[Collected data]
-----

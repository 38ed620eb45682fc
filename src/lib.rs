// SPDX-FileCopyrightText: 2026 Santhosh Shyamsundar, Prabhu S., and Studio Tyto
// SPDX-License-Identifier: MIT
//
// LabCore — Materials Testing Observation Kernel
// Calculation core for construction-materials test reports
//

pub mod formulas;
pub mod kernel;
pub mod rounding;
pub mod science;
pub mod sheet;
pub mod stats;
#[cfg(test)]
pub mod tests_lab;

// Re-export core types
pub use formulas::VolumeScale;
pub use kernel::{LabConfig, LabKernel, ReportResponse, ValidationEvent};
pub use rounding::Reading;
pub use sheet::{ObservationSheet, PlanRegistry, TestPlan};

-----

WHAT IS BEING ASKED: Only lines of the data holding the word "formulas" go in the answer. Please copy each of them.

EXERCISE ANSWER:
pub mod formulas;
pub use formulas::VolumeScale;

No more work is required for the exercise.